Recent Advances in the Application of Artificial Intelligence in Otorhinolaryngology-Head and Neck Surgery
Article information
Abstract
This study presents an up-to-date survey of the use of artificial intelligence (AI) in the field of otorhinolaryngology, considering opportunities, research challenges, and research directions. We searched PubMed, the Cochrane Central Register of Controlled Trials, Embase, and the Web of Science. We initially retrieved 458 articles. The exclusion of non-English publications and duplicates yielded a total of 90 remaining studies. These 90 studies were divided into those analyzing medical images, voice, medical devices, and clinical diagnoses and treatments. Most studies (42.2%, 38/90) used AI for image-based analysis, followed by clinical diagnoses and treatments (24 studies). Each of the remaining two subcategories included 14 studies. Machine learning and deep learning have been extensively applied in the field of otorhinolaryngology. However, the performance of AI models varies and research challenges remain.
INTRODUCTION
Artificial intelligence (AI) refers to the ability of machines to mimic human intelligence without explicit programming; AI can solve tasks that require complex decision-making [1,2]. Recent advances in computing power and big data handling have encouraged the use of AI to aid or substitute for conventional approaches. The results of AI applications are promising, and have attracted the attention of researchers and practitioners. In 2015, some AI applications began to outperform human intelligence: ResNet performed better than humans in the ImageNet Large Scale Visual Recognition Competition 2015 [3], and AlphaGo became the first computer Go program to beat a professional Go player in October 2015 [4]. Such technical advances have promising implications for medical applications, particularly because the amount of medical data is doubling every 73 days in 2020 [5]. As such, it is expected that AI will revolutionize healthcare because of its ability to handle data at a massive scale. Currently, AI-based medical platforms support diagnosis, treatment, and prognostic assessments at many healthcare facilities worldwide. The applications of AI include drug development, patient monitoring, and personalized treatment. For example, IBM Watson is a pioneering AI-based medical technology platform used by over 230 organizations worldwide. IBM Watson has consistently outperformed humans in several case studies. In 2016, IBM Watson diagnosed a rare form of leukemia by referring to a dataset of 20 million oncology records [6]. It is clear that the use of AI will fundamentally revolutionize medicine. Frost and Sullivan (a research company) forecast that AI will boost medical outcomes by 30%–40% and reduce treatment costs by up to 50%. The AI healthcare market is expected to attain a value of USD 31.3 billion by 2025 [7].

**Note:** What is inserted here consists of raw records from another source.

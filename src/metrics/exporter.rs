use crate::metrics::collector::ProbeMetrics;
use crate::{NcpError, Result};
use prometheus::{Encoder, TextEncoder};
use std::path::Path;
use tracing::debug;

/// Renders probe metrics in the Prometheus text exposition format
pub struct PrometheusExporter {
    metrics: ProbeMetrics,
}

impl PrometheusExporter {
    pub fn new(metrics: ProbeMetrics) -> Self {
        Self { metrics }
    }

    pub fn render(&self) -> Result<String> {
        let encoder = TextEncoder::new();
        let families = self.metrics.registry().gather();
        let mut buffer = Vec::new();
        encoder
            .encode(&families, &mut buffer)
            .map_err(|e| NcpError::MetricsError(format!("Failed to encode metrics: {}", e)))?;
        String::from_utf8(buffer)
            .map_err(|e| NcpError::MetricsError(format!("Metrics output is not UTF-8: {}", e)))
    }

    /// Replaces `path` with the current metrics, for a node exporter textfile collector.
    ///
    /// The file is written beside the target and renamed into place so readers
    /// never see a partial file.
    pub async fn write_textfile(&self, path: &Path) -> Result<()> {
        let body = self.render()?;
        let mut tmp = path.as_os_str().to_owned();
        tmp.push(".tmp");

        tokio::fs::write(&tmp, body).await?;
        tokio::fs::rename(&tmp, path).await?;

        debug!("Wrote metrics to {}", path.display());
        Ok(())
    }
}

Otorhinolaryngologists use many instruments to examine patients. Since the early 1990s, AI has been increasingly used to analyze radiological and pathological images, audiometric data, and cochlear implant (CI). Performance [8-10]. As various methods of AI analysis have been developed and refined, the practical scope of AI in the otorhinolaryngological field has been broadened (e.g., virtual reality technology [11-13]). Therefore, it is essential for otorhinolaryngologists to understand the capabilities and limitations of AI. In addition, a data-driven approach to healthcare requires clinicians to ask the right questions and to fit well into interdisciplinary teams [8].
Herein, we review the basics of AI, its current status, and future opportunities for AI in the field of otorhinolaryngology. We seek to answer two questions: “Which areas of otorhinolaryngology have benefited most from AI?” and “ What does the future hold?”
MACHINE LEARNING AND DEEP LEARNING
AI has fascinated medical researchers and practitioners since the advent of machine learning (ML) and deep learning (DL) (two forms of AI) in 1990 and 2010, respectively. A flowchart of the literature search and study selection is presented in Fig. 1. Importantly, AI, ML, and DL overlap (Fig. 2). There is no single definition of AI; its purpose is to automate tasks that generally require the application of human intelligence [14]. Such tasks include object detection and recognition, visual understanding, and decision-making. Generally, AI incorporates both ML and DL, as well as many other techniques that are difficult to map onto recognized learning paradigms. ML is a data-driven technique that blends computer science with statistics, optimization, and probability [15]. An ML algorithm requires (1) input data, (2) examples of correct predictions, and (3) a means of validating algorithm performance. ML uses input data to build a model (i.e., a pattern) that allows humans to draw inferences [16,17]. DL is a subfield of ML, in which tens or hundreds of representative layers are learned with the aid of neural networks. A neural network is a learning structure that features several neurons; when combined with an activation function, a neural network delivers non-linear predictions. Unlike traditional ML algorithms, which typically only extract features, DL processes raw data to define the representations required for classification [18]. DL has been incorporated in many AI applications, including those for medical purposes [19]. The applications of DL thus far include image classification, speech recognition, autonomous driving, and text-to-speech conversion; in these domains, the performance of DL is at least as good as that of humans. Given the significant roles played by ML and DL in the medical field, clinicians must understand both the advantages and limitations of data-driven analytical tools.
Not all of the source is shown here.